Financially speaking, my timing (2009) for my trip through Western Europe was terrible. The dollar was at its lowest and the Euro was at its highest value in the past 10 years. For every 1 Euro I spent it cost me $1.50, meaning each stein I bought at Oktoberfest was $15, making it one of the few places I’ve been in the world where the beer is more expensive than in Chicago.
When I arrived to München in 2009, I stayed with a great local München guy named Nik and was joined by a friend from law school named Brij.
Finding Nik through facebook (friend of a friend) was very lucky – hostels in München are booked out months in advance for Oktoberfest and hotels cost somewhere between $400-$800/night.
In addition to giving us couches to crash on, Nik and his friends Armin and Marcus spent three days showing Brij and I the “local” Oktoberfest.

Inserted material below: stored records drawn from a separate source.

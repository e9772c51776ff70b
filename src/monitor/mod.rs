//! The telemetry monitor: four stores, one tracking controller, one lock.
//!
//! ## Submodules
//!
//! - [`registry`]: roster and current selection ([`SubjectRegistry`])
//! - [`waveform`]: fixed-capacity waveform FIFO ([`WaveformBuffer`])
//! - [`vitals`]: latest vitals per subject with a monotonic-time guard ([`VitalsStore`])
//! - [`alerts`]: deduplicated alert feed, newest first ([`AlertFeed`])
//! - [`tracking`]: start/stop intent vs. server status ([`TrackingController`])
//!
//! ## Data Flow
//!
//! ```text
//! EventStream ──▶ Monitor::run() ──▶ Monitor::apply(event)
//!                                          │  (single mutex)
//!        select / start / stop / ack ──────┤
//!                                          ├──▶ SubjectRegistry
//!                                          ├──▶ TrackingController
//!                                          ├──▶ VitalsStore + WaveformBuffer
//!                                          └──▶ AlertFeed
//!                                                   │
//!                              Monitor::view() ◀────┘  (owned, read-only copy)
//! ```
//!
//! Every mutation, whether from the network or from the operator, takes the
//! same lock, so all stores observe events in one order.

pub mod alerts;
pub mod registry;
pub mod tracking;
pub mod vitals;
pub mod waveform;
mod view;

pub use alerts::AlertFeed;
pub use registry::{Selection, SubjectRegistry};
pub use tracking::{StatusOutcome, TrackingController};
pub use view::{MonitorCounters, MonitorView};
pub use vitals::{VitalsStore, VitalsUpdate};
pub use waveform::WaveformBuffer;

use std::sync::Arc;

use parking_lot::Mutex;
use tracing::{debug, info, warn};

use vitalwatch_types::{
    AlertEvent, InboundEvent, OutboundCommand, Subject, TrackingStatus, VitalsFrame,
};

use crate::connection::{CommandSink, ConnectionState, EventStream};
use crate::error::{MonitorError, Result};
use crate::roster::RosterSource;

/// Store sizing.
#[derive(Debug, Clone, Copy, PartialEq, Eq)]
pub struct MonitorOptions {
    pub waveform_capacity: usize,
    pub alert_retention: usize,
}

impl Default for MonitorOptions {
    fn default() -> Self {
        Self {
            waveform_capacity: waveform::DEFAULT_CAPACITY,
            alert_retention: alerts::DEFAULT_RETENTION,
        }
    }
}

#[derive(Debug)]
struct MonitorState {
    registry: SubjectRegistry,
    tracking: TrackingController,
    vitals: VitalsStore,
    waveform: WaveformBuffer,
    alerts: AlertFeed,
    counters: MonitorCounters,
}

impl MonitorState {
    /// Bind the data stores to the current selection after it changed.
    fn on_selection_changed(&mut self) {
        let selected = self.registry.selected_id().map(str::to_string);
        self.waveform.rebind(selected.as_deref());
        if let Some(id) = selected.as_deref() {
            self.vitals.clear(id);
        }
        self.tracking.selection_changed();
    }

    fn apply_vitals(&mut self, frames: Vec<VitalsFrame>) {
        for VitalsFrame { vitals, waveform } in frames {
            let subject_id = vitals.subject_id.clone();
            match self.vitals.update(self.registry.selected_id(), vitals) {
                VitalsUpdate::Applied => {
                    if !waveform.is_empty() && !self.waveform.append(&subject_id, &waveform) {
                        self.counters.dropped_waveform += waveform.len() as u64;
                    }
                }
                VitalsUpdate::Stale => {
                    debug!(subject = %subject_id, "dropping stale vitals");
                    self.counters.stale_vitals += 1;
                    self.counters.dropped_waveform += waveform.len() as u64;
                }
                VitalsUpdate::NotSelected => {
                    self.counters.foreign_vitals += 1;
                    self.counters.dropped_waveform += waveform.len() as u64;
                }
            }
        }
    }

    fn apply_status(&mut self, status: &TrackingStatus) {
        match self.tracking.apply_status(self.registry.selected_id(), status) {
            StatusOutcome::Applied => info!(active = status.active, "tracking status changed"),
            StatusOutcome::Duplicate => debug!(active = status.active, "duplicate tracking status"),
            StatusOutcome::Ignored => {
                debug!(subject = ?status.subject_id, "ignoring status for unselected subject");
                self.counters.ignored_status += 1;
            }
        }
    }

    fn ingest_alert(&mut self, alert: AlertEvent) {
        let id = alert.id.clone();
        if self.alerts.ingest(alert) {
            debug!(alert = %id, "alert ingested");
        } else {
            self.counters.duplicate_alerts += 1;
        }
    }
}

/// The real-time telemetry monitor.
///
/// Cheap to clone; clones share state. Operator calls and the event
/// dispatcher may run on different tasks or threads.
///
/// # Example
///
/// ```
/// use std::sync::Arc;
/// use std::time::Duration;
/// use vitalwatch::connection::{MemoryConnector, StreamConnection};
/// use vitalwatch::{Monitor, MonitorError, MonitorOptions};
/// use vitalwatch_types::Subject;
///
/// let connection = StreamConnection::new(Arc::new(MemoryConnector::new()), Duration::from_secs(1));
/// let monitor = Monitor::new(Arc::new(connection.handle()), MonitorOptions::default());
///
/// monitor.load_subjects(vec![Subject::new("s1", "John Doe")]);
/// monitor.select("s1").unwrap();
///
/// // Not connected yet.
/// assert_eq!(monitor.start_tracking("s1"), Err(MonitorError::NotConnected));
/// assert!(!monitor.view().tracking_active);
/// ```
#[derive(Clone)]
pub struct Monitor {
    state: Arc<Mutex<MonitorState>>,
    sink: Arc<dyn CommandSink>,
}

impl Monitor {
    pub fn new(sink: Arc<dyn CommandSink>, options: MonitorOptions) -> Self {
        let state = MonitorState {
            registry: SubjectRegistry::new(),
            tracking: TrackingController::new(),
            vitals: VitalsStore::new(),
            waveform: WaveformBuffer::new(options.waveform_capacity),
            alerts: AlertFeed::new(options.alert_retention),
            counters: MonitorCounters::default(),
        };
        Self {
            state: Arc::new(Mutex::new(state)),
            sink,
        }
    }

    /// Replace the roster. Returns the number of subjects.
    ///
    /// If the selected subject is no longer listed the selection is cleared
    /// and the data stores reset.
    pub fn load_subjects(&self, subjects: Vec<Subject>) -> usize {
        let mut state = self.state.lock();
        if state.registry.replace(subjects) {
            info!("selected subject left the roster, clearing selection");
            state.on_selection_changed();
        }
        state.registry.len()
    }

    /// Load the roster and alert backlog from a collaborator.
    pub async fn load_roster(&self, source: &dyn RosterSource) -> Result<usize> {
        let subjects = source.subjects().await?;
        let backlog = source.alert_backlog().await?;
        info!(
            source = source.description(),
            subjects = subjects.len(),
            alerts = backlog.len(),
            "roster loaded"
        );
        let count = self.load_subjects(subjects);
        self.ingest_backlog(backlog);
        Ok(count)
    }

    /// Feed backlog alerts through the same idempotent path as stream alerts.
    pub fn ingest_backlog(&self, alerts: Vec<AlertEvent>) {
        let mut state = self.state.lock();
        for alert in alerts {
            state.ingest_alert(alert);
        }
    }

    /// Select the subject to observe.
    ///
    /// Switching to a different subject resets the waveform buffer, clears
    /// the new subject's vitals to unknown and drops tracking state. This
    /// works while disconnected; when connected the service is told too.
    pub fn select(&self, subject_id: &str) -> Result<Selection> {
        let mut state = self.state.lock();
        let selection = state.registry.select(subject_id)?;
        if selection == Selection::Changed {
            info!(subject = subject_id, "subject selected");
            state.on_selection_changed();
            if self.sink.connection_state() == ConnectionState::Connected {
                let command = OutboundCommand::SelectSubject {
                    subject_id: subject_id.to_string(),
                };
                if let Err(e) = self.sink.send(command) {
                    warn!(error = %e, "failed to announce subject selection");
                }
            }
        }
        Ok(selection)
    }

    /// Ask the service to start tracking a subject.
    ///
    /// Requires a live connection. The subject becomes the selection if it
    /// was not already. `tracking_active` stays false until the service acks.
    ///
    /// Both commands are queued before any local state changes, so a
    /// rejected send leaves the selection and the stores untouched.
    pub fn start_tracking(&self, subject_id: &str) -> Result<()> {
        if self.sink.connection_state() != ConnectionState::Connected {
            return Err(MonitorError::NotConnected);
        }
        let mut state = self.state.lock();
        if !state.registry.contains(subject_id) {
            return Err(MonitorError::UnknownSubject(subject_id.to_string()));
        }
        if state.registry.is_selected(subject_id) {
            return state.tracking.start(self.sink.as_ref(), subject_id);
        }

        self.sink.send(OutboundCommand::SelectSubject {
            subject_id: subject_id.to_string(),
        })?;
        let mut tracking = TrackingController::new();
        tracking.start(self.sink.as_ref(), subject_id)?;

        state.registry.select(subject_id)?;
        info!(subject = subject_id, "subject selected for tracking");
        state.on_selection_changed();
        state.tracking = tracking;
        Ok(())
    }

    /// Stop tracking. Takes effect locally at once.
    pub fn stop_tracking(&self) -> Result<()> {
        self.state.lock().tracking.stop(self.sink.as_ref())
    }

    /// Acknowledge an alert.
    pub fn acknowledge(&self, alert_id: &str) -> Result<()> {
        self.state.lock().alerts.acknowledge(alert_id)
    }

    /// Apply a tracking ack from any channel.
    ///
    /// The stream's status event and the companion REST surface both land
    /// here, so whichever arrives first wins and the other is a no-op.
    pub fn apply_tracking_ack(&self, status: &TrackingStatus) {
        self.state.lock().apply_status(status);
    }

    /// Apply one inbound event.
    pub fn apply(&self, event: InboundEvent) {
        let mut state = self.state.lock();
        state.counters.events += 1;
        match event {
            InboundEvent::Connected { message } => {
                info!(
                    greeting = message.as_deref().unwrap_or_default(),
                    "service acknowledged connection"
                );
            }
            InboundEvent::Vitals(frames) => state.apply_vitals(frames),
            InboundEvent::Status(status) => state.apply_status(&status),
            InboundEvent::Alert(alert) => state.ingest_alert(alert),
            InboundEvent::SubjectStatus { subject_id, status } => {
                if state.registry.set_status(&subject_id, status) {
                    debug!(subject = %subject_id, %status, "subject status updated");
                } else {
                    debug!(subject = %subject_id, "status for unknown subject");
                }
            }
            InboundEvent::SubjectSelected { subject_id } => {
                if !state.registry.is_selected(&subject_id) {
                    debug!(subject = %subject_id, "stale selection ack");
                }
            }
        }
    }

    /// Consume an event stream until it ends.
    ///
    /// This is the single dispatcher for a connection: events are applied
    /// strictly in arrival order. When the stream ends the tracking flag is
    /// dropped, since nothing is live without a link.
    pub async fn run(&self, mut events: EventStream) {
        while let Some(event) = events.recv().await {
            self.apply(event);
        }
        self.connection_lost();
    }

    /// Mark the link as gone. Data stores are left as they are.
    pub fn connection_lost(&self) {
        self.state.lock().tracking.connection_lost();
    }

    /// Commands that restore the operator's intent on a fresh connection.
    pub fn resume_commands(&self) -> Vec<OutboundCommand> {
        let state = self.state.lock();
        let mut commands = Vec::new();
        if let Some(subject_id) = state.registry.selected_id() {
            commands.push(OutboundCommand::SelectSubject {
                subject_id: subject_id.to_string(),
            });
        }
        commands.extend(state.tracking.resume_command());
        commands
    }

    /// Re-send [`resume_commands`](Monitor::resume_commands) over the sink.
    pub fn resume(&self) {
        for command in self.resume_commands() {
            let name = command.name();
            if let Err(e) = self.sink.send(command) {
                warn!(command = name, error = %e, "failed to resume");
            }
        }
    }

    /// An owned, read-only copy of everything the rendering layer needs.
    pub fn view(&self) -> MonitorView {
        let state = self.state.lock();
        let selected = state.registry.selected().cloned();
        let vitals = selected
            .as_ref()
            .map(|s| state.vitals.latest_or_unknown(&s.id));

        let mut counters = state.counters.clone();
        counters.evicted_alerts = state.alerts.evicted();

        MonitorView {
            connection: self.sink.connection_state(),
            last_error: self.sink.last_error().map(|e| e.to_string()),
            selected,
            subjects: state.registry.subjects().as_ref().clone(),
            vitals,
            waveform: state.waveform.to_vec(),
            alerts: state.alerts.iter().cloned().collect(),
            unread_alerts: state.alerts.unread_count(),
            tracking_requested: state.tracking.requested_subject().map(str::to_string),
            tracking_active: state.tracking.is_active(),
            counters,
        }
    }

    /// Server-confirmed tracking state.
    pub fn tracking_active(&self) -> bool {
        self.state.lock().tracking.is_active()
    }

    /// Id of the selected subject.
    pub fn selected_id(&self) -> Option<String> {
        self.state.lock().registry.selected_id().map(str::to_string)
    }

    /// Current waveform contents, oldest first.
    pub fn waveform(&self) -> Vec<f64> {
        self.state.lock().waveform.to_vec()
    }

    /// Alerts not yet acknowledged.
    pub fn unread_alerts(&self) -> usize {
        self.state.lock().alerts.unread_count()
    }

    /// Drop counters.
    pub fn counters(&self) -> MonitorCounters {
        let state = self.state.lock();
        let mut counters = state.counters.clone();
        counters.evicted_alerts = state.alerts.evicted();
        counters
    }
}

impl std::fmt::Debug for Monitor {
    fn fmt(&self, f: &mut std::fmt::Formatter<'_>) -> std::fmt::Result {
        f.debug_struct("Monitor")
            .field("selected", &self.selected_id())
            .field("connection", &self.sink.connection_state())
            .finish()
    }
}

When I’ve met other Germans while traveling, they’ve told me that München has a reputation in Germany as the “hoity toity” city.
The conventional local wisdom regarding Germany’s two most famous cities is that the Germans in Berlin are laid back, down to earth folks, and that the Germans in München have their nose up in the air.
Nik and Armin, the two Münchens I spent most of my time with, soundly disproved this local wisdom. Nik was an excellent and generous host and Armin even offered to take me on the Auto-Bahn, Germany’s high-speed superhighway. I politely declined…
Most of the foreigners – many of them young, drunk, Aussies – that come to Oktoberfest end up spending all their time in the famous Hofbräuhaus haus.
Nik and Armin assured me that this tent was, as we call it, “overrated”, and took Brij and I to some of the more “local” tents that had less tourists and more locals.
At one of these tents our crew was able to meet up with two fellow Iowa City “David” natives – David B. and David K.
Buch still works and lives in Norway and had come down with Keitel to say hello.
The bier isn’t the only good consumable at Oktoberfest. The food is also right on the mark. Traditional German sausages, pork, chicken, dumplings and potatoes.